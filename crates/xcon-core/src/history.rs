#![forbid(unsafe_code)]

//! Command history backed by a [`RingBuffer`].
//!
//! The history keeps a browsing cursor. [`prev`](HistoryCache::prev) walks
//! toward older entries and sticks at the oldest one.
//! [`next`](HistoryCache::next) walks toward newer entries and returns `None`
//! once the newest entry has been passed. Pushing a command resets the cursor
//! to the newest entry.

use crate::ring_buffer::RingBuffer;

/// Default number of remembered commands.
pub const DEFAULT_HISTORY_CAPACITY: usize = 64;

/// Bounded list of previously submitted command lines.
#[derive(Debug, Clone)]
pub struct HistoryCache {
    entries: RingBuffer<String>,
    cursor: Option<usize>,
}

impl Default for HistoryCache {
    fn default() -> Self {
        Self::with_capacity(DEFAULT_HISTORY_CAPACITY)
    }
}

impl HistoryCache {
    #[must_use]
    pub fn with_capacity(capacity: usize) -> Self {
        Self {
            entries: RingBuffer::with_capacity(capacity),
            cursor: None,
        }
    }

    #[must_use]
    pub fn capacity(&self) -> usize {
        self.entries.capacity()
    }

    /// Change the capacity, keeping the newest entries, and reset the cursor.
    pub fn set_capacity(&mut self, capacity: usize) {
        self.entries.set_capacity(capacity);
        self.reset();
    }

    #[must_use]
    pub fn len(&self) -> usize {
        self.entries.len()
    }

    #[must_use]
    pub fn is_empty(&self) -> bool {
        self.entries.is_empty()
    }

    /// Position of the browsing cursor (0 = oldest).
    #[must_use]
    pub fn cursor(&self) -> Option<usize> {
        self.cursor
    }

    /// Remember `command` unless it repeats the newest entry.
    pub fn push(&mut self, command: impl Into<String>) {
        let command = command.into();
        if self.entries.newest().is_some_and(|last| *last == command) {
            self.reset();
            return;
        }
        self.entries.push(command);
        self.reset();
    }

    /// Point the cursor at the newest entry.
    pub fn reset(&mut self) {
        self.cursor = self.entries.len().checked_sub(1);
    }

    /// Entry under the cursor.
    #[must_use]
    pub fn current(&self) -> Option<&str> {
        self.cursor
            .and_then(|i| self.entries.get(i).ok())
            .map(String::as_str)
    }

    /// Step to the previous (older) entry and return it.
    ///
    /// Stays on the oldest entry once reached.
    pub fn prev(&mut self) -> Option<&str> {
        if self.entries.is_empty() {
            return None;
        }
        let idx = match self.cursor {
            Some(i) => i.saturating_sub(1),
            None => 0,
        };
        self.cursor = Some(idx);
        self.current()
    }

    /// Step to the next (newer) entry and return it.
    ///
    /// Returns `None` when the cursor is already on the newest entry.
    pub fn next(&mut self) -> Option<&str> {
        let idx = self.cursor?;
        if idx + 1 >= self.entries.len() {
            return None;
        }
        self.cursor = Some(idx + 1);
        self.current()
    }

    /// Iterate from oldest to newest.
    pub fn iter(&self) -> impl DoubleEndedIterator<Item = &str> + '_ {
        self.entries.iter().map(String::as_str)
    }

    pub fn clear(&mut self) {
        self.entries.clear();
        self.cursor = None;
    }
}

○ ○ ○ ○

◆ ABOUT THIS TASK ◆
The full listing is to be copied verbatim.

◆ WRITTEN RESPONSE ◆
filename crates/xcon-core/src/history.rs
#![forbid(unsafe_code)]

//! Command history backed by a [`RingBuffer`].
//!
//! The history keeps a browsing cursor. [`prev`](HistoryCache::prev) walks
//! toward older entries and sticks at the oldest one.
//! [`next`](HistoryCache::next) walks toward newer entries and returns `None`
//! once the newest entry has been passed. Pushing a command resets the cursor
//! to the newest entry.

use crate::ring_buffer::RingBuffer;

/// Default number of remembered commands.
pub const DEFAULT_HISTORY_CAPACITY: usize = 64;

/// Bounded list of previously submitted command lines.
#[derive(Debug, Clone)]
pub struct HistoryCache {
    entries: RingBuffer<String>,
    cursor: Option<usize>,
}

impl Default for HistoryCache {
    fn default() -> Self {
        Self::with_capacity(DEFAULT_HISTORY_CAPACITY)
    }
}

impl HistoryCache {
    #[must_use]
    pub fn with_capacity(capacity: usize) -> Self {
        Self {
            entries: RingBuffer::with_capacity(capacity),
            cursor: None,
        }
    }

    #[must_use]
    pub fn capacity(&self) -> usize {
        self.entries.capacity()
    }

    /// Change the capacity, keeping the newest entries, and reset the cursor.
    pub fn set_capacity(&mut self, capacity: usize) {
        self.entries.set_capacity(capacity);
        self.reset();
    }

    #[must_use]
    pub fn len(&self) -> usize {
        self.entries.len()
    }

    #[must_use]
    pub fn is_empty(&self) -> bool {
        self.entries.is_empty()
    }

    /// Position of the browsing cursor (0 = oldest).
    #[must_use]
    pub fn cursor(&self) -> Option<usize> {
        self.cursor
    }

    /// Remember `command` unless it repeats the newest entry.
    pub fn push(&mut self, command: impl Into<String>) {
        let command = command.into();
        if self.entries.newest().is_some_and(|last| *last == command) {
            self.reset();
            return;
        }
        self.entries.push(command);
        self.reset();
    }

    /// Point the cursor at the newest entry.
    pub fn reset(&mut self) {
        self.cursor = self.entries.len().checked_sub(1);
    }

    /// Entry under the cursor.
    #[must_use]
    pub fn current(&self) -> Option<&str> {
        self.cursor
            .and_then(|i| self.entries.get(i).ok())
            .map(String::as_str)
    }

    /// Step to the previous (older) entry and return it.
    ///
    /// Stays on the oldest entry once reached.
    pub fn prev(&mut self) -> Option<&str> {
        if self.entries.is_empty() {
            return None;
        }
        let idx = match self.cursor {
            Some(i) => i.saturating_sub(1),
            None => 0,
        };
        self.cursor = Some(idx);
        self.current()
    }

    /// Step to the next (newer) entry and return it.
    ///
    /// Returns `None` when the cursor is already on the newest entry.
    pub fn next(&mut self) -> Option<&str> {
        let idx = self.cursor?;
        if idx + 1 >= self.entries.len() {
            return None;
        }
        self.cursor = Some(idx + 1);
        self.current()
    }

    /// Iterate from oldest to newest.
    pub fn iter(&self) -> impl DoubleEndedIterator<Item = &str> + '_ {
        self.entries.iter().map(String::as_str)
    }

    pub fn clear(&mut self) {
        self.entries.clear();
        self.cursor = None;
    }
}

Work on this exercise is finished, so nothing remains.